ジェイテクトは、自動車部品をはじめとする多様な製品を提供する企業です。社会のさまざまな課題に応えるための製品ラインナップを持っており、パワーアシストスーツの分野では、人の動きと調和する技術を応用し、作業負担を軽減する製品を提供しています。

同社は、主に全身パワードスーツ、腰背中サポートスーツを主に製造していています。

CYBERDYNE

CYBERDYNEは、筑波大学発のベンチャー企業であり、装着型サイボーグ技術を開発しています。

HAL®は、人の運動意思に従って脳から神経を通じて筋肉に信号が伝わる際に発生する微弱な「生体電位信号」を検出し、装着者の動作をサポートする装置です。HAL®は、治療用途から作業支援、高齢者や障がい者の自立支援まで幅広い分野で活用されています。

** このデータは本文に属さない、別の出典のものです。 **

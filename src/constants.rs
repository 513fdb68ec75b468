//! Centralized constants for ai.
//!
//! Default strings, environment variable names and output markers live here
//! so they can be changed in one place.

/// Application name used in CLI output and directory paths.
pub const APP_NAME: &str = "ai";

/// Configuration filename.
pub const CONFIG_FILENAME: &str = "config.toml";

/// Environment variable that overrides the configuration file location.
pub const CONFIG_PATH_ENV: &str = "AI_CONFIG_PATH";

/// Maximum tokens for LLM completions.
pub const MAX_TOKENS: u64 = 4096;

/// Line printed after every streaming attempt, success or failure.
pub const RESPONSE_SEPARATOR: &str = "------";

/// Log threshold used until configuration says otherwise.
pub const DEFAULT_LOG_LEVEL: &str = "info";

// --- Provider defaults ---

/// Default provider when none is configured.
pub const DEFAULT_PROVIDER: &str = "openai";

/// Default LLM model identifier for OpenAI.
pub const DEFAULT_OPENAI_MODEL: &str = "gpt-3.5-turbo";

/// Default LLM model identifier for Anthropic.
pub const DEFAULT_ANTHROPIC_MODEL: &str = "claude-sonnet-4-6";

/// Default LLM model identifier for OpenRouter.
pub const DEFAULT_OPENROUTER_MODEL: &str = "openai/gpt-4.1-mini";

/// Default base URL for local Ollama server.
pub const OLLAMA_DEFAULT_BASE_URL: &str = "http://localhost:11434";

/// Default LLM model identifier for Ollama.
pub const OLLAMA_DEFAULT_MODEL: &str = "llama3";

CYBERDYNEは、主に四肢サポートスーツを製造しています。

イノフィス

イノフィスは、東京理科大学発のベンチャー企業であり、装着型サイボーグ技術を開発しています。イノフィスは、マッスルスーツを代表とした機器を開発しており、誰もが生きている限り自立した生活を送ることのできる世界の実現を目指しています。

同社は、主に腰背中サポートスーツを製造しています。

パワーアシストインターナショナル

パワーアシストインターナショナルは、和歌山大学での長年にわたるパワーアシストスーツの研究成果を基に、パワーアシストスーツを開発・製造・販売しています。その事業活動を通じて、和歌山から世界を元気にし、高齢化社会において高齢者や女性の活躍を支援しています。

同社は、主に腰背中サポートスーツを製造しています。

ユーピーアール

ユーピーアールは、物流機器や輸送機器の分野で、アシストスーツを提供しています。アシストスーツは、作業者の腰や身体的負担を軽減するために開発された装着型ロボットで、多様な作業者の負担を軽減し、現場環境の改善に貢献している会社です。

同社は、主に全身パワードスーツ、腰背中サポートスーツを製造しています。